# Sticky  The Nitroimidazoles and other Therapeutic Agents Reviewed



## feralpigeon

We frequently discuss the antibiotic properties of Metronidazole here at PT, 
and wonder about the rest of the family and where they stand in terms of antibiotic activity against anaerobic bacteria.

This link from Merck's has some good information on this family
of medications. Apparently Metronidazole has been studied the most which would explain why we hear about it more frequently as a treatment for anaerobic bacteria, though others in the family apparently do also. There may be other considerations in terms of what each member has to offer in treating for organisms such histomoniasisas. The article also has links to other families of medications routinely used in the treatment of pigeons listed at the bottom left of the page.:

http://www.merckvetmanual.com/mvm/index.jsp?cfile=htm/bc/191284.htm&hide=1

"The 5-nitroimidazoles are a group of drugs that have both antiprotozoal and antibacterial activity. Nitroimidazoles with activity against trichomonads and amebae include metronidazole, tinidazole, nimorazole, flunidazole, and ronidazole. Metronidazole and nimorazole are effective in the treatment of giardiasis, while dimetridazole, ipronidazole, and ronidazole control histomoniasis in poultry. Several nitroimidazoles have activity against trypanosomes. Metronidazole, ronidazole, and other nitroimidazoles are active against anaerobic bacteria. Metronidazole is the compound that has been the most studied and is discussed as the prototype of the group.

Metronidazole:

This has been used for many years in the therapeutic management of trichomoniasis, giardiasis, and amebiasis. It is active against obligate anaerobic bacteria. It is not active against facultative anaerobes, obligate aerobes, or microaerophilic bacteria other than Campylobacter fetus and Corynebacterium vaginalis . At concentrations readily attained in serum after PO or parenteral administration, metronidazole is active against Bacteroides fragilis , B melaninogenicus , Fusobacterium spp , and Clostridium perfringens and other Clostridium spp . It is generally less active against nonsporeforming, gram-positive bacilli such as Actinomyces , Propionibacterium , Bifidobacterium , and Eubacterium spp . Metronidazole is also somewhat less active against gram-positive cocci such as Peptostreptococcus and Peptococcus spp , but the less sensitive strains are usually not obligate anaerobes.
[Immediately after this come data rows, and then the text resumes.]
// Copyright 2026 the Domino Authors
// SPDX-License-Identifier: Apache-2.0 OR MIT

//! End-to-end regression coverage for canonical graph storage,
//! traversal, dirty-set accumulation, and boundary stitching
//! (`spec.md` §8 scenarios 1-4), built entirely against the public
//! crate surface rather than any internal module.

use domino_graph::{stitch, BoundaryEndpoint, Graph};
use domino_sim::DirtySet;
use domino_types::{EdgeId, NodeId, PartId};

fn build_graph_in_order(order: &[u32]) -> Graph {
    let mut g = Graph::new();
    for &n in order {
        g.add_node(NodeId::new(n)).unwrap();
    }
    g
}

#[test]
fn node_insertion_order_does_not_affect_canonical_adjacency() {
    // Same edge set, two different insertion orders for the nodes.
    let mut ascending = build_graph_in_order(&[1, 2, 3, 4]);
    let mut descending = build_graph_in_order(&[4, 3, 2, 1]);

    for g in [&mut ascending, &mut descending] {
        g.add_edge(EdgeId::INVALID, NodeId::new(1), NodeId::new(3), false).unwrap();
        g.add_edge(EdgeId::INVALID, NodeId::new(1), NodeId::new(2), false).unwrap();
        g.add_edge(EdgeId::INVALID, NodeId::new(2), NodeId::new(4), false).unwrap();
    }

    let adj = |g: &Graph, n: u32| -> Vec<u32> {
        g.find_node(NodeId::new(n))
            .unwrap()
            .adjacency()
            .iter()
            .map(|(neighbor, _)| neighbor.get())
            .collect()
    };

    assert_eq!(adj(&ascending, 1), vec![2, 3]);
    assert_eq!(adj(&descending, 1), vec![2, 3]);
    assert_eq!(adj(&ascending, 2), vec![1, 4]);
    assert_eq!(adj(&descending, 2), vec![1, 4]);
}

#[test]
fn bfs_and_dfs_visit_order_is_stable_across_runs() {
    let mut g = Graph::new();
    for i in 1..=5u32 {
        g.add_node(NodeId::new(i)).unwrap();
    }
    g.add_edge(EdgeId::INVALID, NodeId::new(1), NodeId::new(2), false).unwrap();
    g.add_edge(EdgeId::INVALID, NodeId::new(1), NodeId::new(3), false).unwrap();
    g.add_edge(EdgeId::INVALID, NodeId::new(2), NodeId::new(4), false).unwrap();
    g.add_edge(EdgeId::INVALID, NodeId::new(3), NodeId::new(5), false).unwrap();

    let mut bfs_order = Vec::new();
    g.bfs(NodeId::new(1), |n| bfs_order.push(n.get())).unwrap();
    assert_eq!(bfs_order, vec![1, 2, 3, 4, 5]);

    let mut dfs_order = Vec::new();
    g.dfs(NodeId::new(1), |n| dfs_order.push(n.get())).unwrap();
    assert_eq!(dfs_order, vec![1, 2, 4, 3, 5]);

    // Repeating either traversal against the same graph reproduces the
    // exact same order; nothing here is iteration-order-dependent.
    let mut bfs_again = Vec::new();
    g.bfs(NodeId::new(1), |n| bfs_again.push(n.get())).unwrap();
    assert_eq!(bfs_order, bfs_again);
}

#[test]
fn dirty_set_accumulation_is_independent_of_mark_order() {
    let mut forward = DirtySet::new();
    forward.add_node(NodeId::new(3)).unwrap();
    forward.add_node(NodeId::new(1)).unwrap();
    forward.add_edge(EdgeId::new(2)).unwrap();
    forward.add_part(PartId::new(9)).unwrap();
    forward.add_node(NodeId::new(1)).unwrap(); // duplicate mark, no-op

    let mut reverse = DirtySet::new();
    reverse.add_part(PartId::new(9)).unwrap();
    reverse.add_edge(EdgeId::new(2)).unwrap();
    reverse.add_node(NodeId::new(1)).unwrap();
    reverse.add_node(NodeId::new(3)).unwrap();

    assert_eq!(forward.nodes(), reverse.nodes());
    assert_eq!(forward.edges(), reverse.edges());
    assert_eq!(forward.parts(), reverse.parts());
    assert_eq!(forward.nodes(), &[NodeId::new(1), NodeId::new(3)]);
}

#[test]
fn boundary_stitch_is_commutative_and_produces_exactly_two_edges() {
    let mut nodes = Graph::new();
    for i in 1..=4u32 {
        nodes.add_node(NodeId::new(i)).unwrap();
    }

    let endpoints = vec![
        BoundaryEndpoint {
            boundary_key: 100,
            part_id: PartId::new(1),
            node_id: NodeId::new(1),
        },
        BoundaryEndpoint {
            boundary_key: 100,
            part_id: PartId::new(2),
            node_id: NodeId::new(2),
        },
        BoundaryEndpoint {
            boundary_key: 200,
            part_id: PartId::new(1),
            node_id: NodeId::new(3),
        },
        BoundaryEndpoint {
            boundary_key: 200,
            part_id: PartId::new(2),
            node_id: NodeId::new(4),
        },
    ];
    let mut shuffled = endpoints.clone();
    shuffled.reverse();

    let mut g1 = nodes.clone();
    stitch(&mut g1, &endpoints).unwrap();
    let mut g2 = nodes.clone();
    stitch(&mut g2, &shuffled).unwrap();

    assert_eq!(g1.edge_count(), 2);
    assert_eq!(g2.edge_count(), 2);
    for n in 1..=4u32 {
        let a = g1.find_node(NodeId::new(n)).unwrap().adjacency().to_vec();
        let b = g2.find_node(NodeId::new(n)).unwrap().adjacency().to_vec();
        assert_eq!(a, b);
    }
}
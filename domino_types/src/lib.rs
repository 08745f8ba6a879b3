// Copyright 2026 the Domino Authors
// SPDX-License-Identifier: Apache-2.0 OR MIT

//! Shared identifiers and error kinds used across the Domino deterministic
//! simulation core.
//!
//! This crate has no behavior of its own; it exists so `domino_graph`,
//! `domino_sched`, `domino_sim` and `domino_systems` can agree on id types
//! and error representation without depending on each other.

#![no_std]
#![cfg_attr(not(feature = "std"), doc = "This crate is `no_std` by default.")]

extern crate alloc;

mod error;
mod ids;

pub use error::{DominoError, DominoResult};
pub use ids::{
    ChunkId, ComponentId, DomainId, EdgeId, EntityId, GraphInstanceId, GraphTypeId, NodeId,
    PartId, Tick, TaskId, TypeId,
};

/// Packed-component kinds used by the rebuild harness (`domino_sim`) to tag a
/// [`ComponentId`] with what table it names. See `SPEC_FULL.md` §A.3/A.4.
#[derive(Copy, Clone, Debug, Eq, PartialEq, Ord, PartialOrd, Hash)]
#[repr(u8)]
pub enum ComponentKind {
    /// A dirty partition id.
    Partition = 1,
    /// A dirty node id.
    Node = 2,
    /// A dirty edge id.
    Edge = 3,
}

impl ComponentKind {
    /// Decodes a raw kind byte, returning `None` for anything not in
    /// `{1, 2, 3}`.
    #[must_use]
    pub const fn from_u8(raw: u8) -> Option<Self> {
        match raw {
            1 => Some(Self::Partition),
            2 => Some(Self::Node),
            3 => Some(Self::Edge),
            _ => None,
        }
    }
}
Metronidazole is bactericidal at concentrations equal to or slightly higher than the minimal inhibitory concentration. The precise mode of action is unclear, but it seems that after the drug enters a susceptible organism it is first reduced and then binds to DNA, causing loss of the helical structure, strand breakage, and impairment of DNA function. Only susceptible organisms (bacteria and protozoa) appear to be capable of metabolizing the drug.
The pharmacokinetic pattern of metronidazole generally follows that expected of a highly lipid-soluble basic drug. It is readily but variably absorbed from the GI tract (bioavailability 60-100%), with serum concentrations peaking within 1-2 hr, and becomes widely distributed in all tissues. Metronidazole penetrates the blood-brain barrier and also attains therapeutic concentrations in abscesses and in empyema fluid. It is only slightly bound to plasma proteins. Biotransformation is quite extensive, and parent drug and metabolites are excreted by both the renal and biliary routes. The elimination half-life in dogs is ~4.5 hr, and in horses, 1.5-3.3 hr.
The principal clinical indications for metronidazole include the treatment of specific protozoal infections (amebiasis, trichomoniasis, giardiasis, and balantidiasis) and anaerobic bacterial infections such as those that may be seen in abdominal abscesses, peritonitis, empyema, genital tract infections, periodontitis, otitis media, osteitis, arthritis, and meningitis, and in necrotic tissue. Metronidazole has been successfully used to prevent infection after colonic surgery. Nitroimidazoles also act as radiosensitizers, and metronidazole has been used as an adjunct to the radiotherapy of solid tumors.
Side effects are not commonly associated with metronidazole. High doses may induce signs of neurotoxicity in dogs, such as tremors, muscle spasms, ataxia, and even convulsions. Reversible bone marrow depression has been reported. The drug should not be used in pregnant animals, particularly during the first trimester, although the evidence for carcinogenicity and mutagenicity is still tenuous. Metronidazole may produce a reddish brown discoloration of the urine due to unidentified pigments."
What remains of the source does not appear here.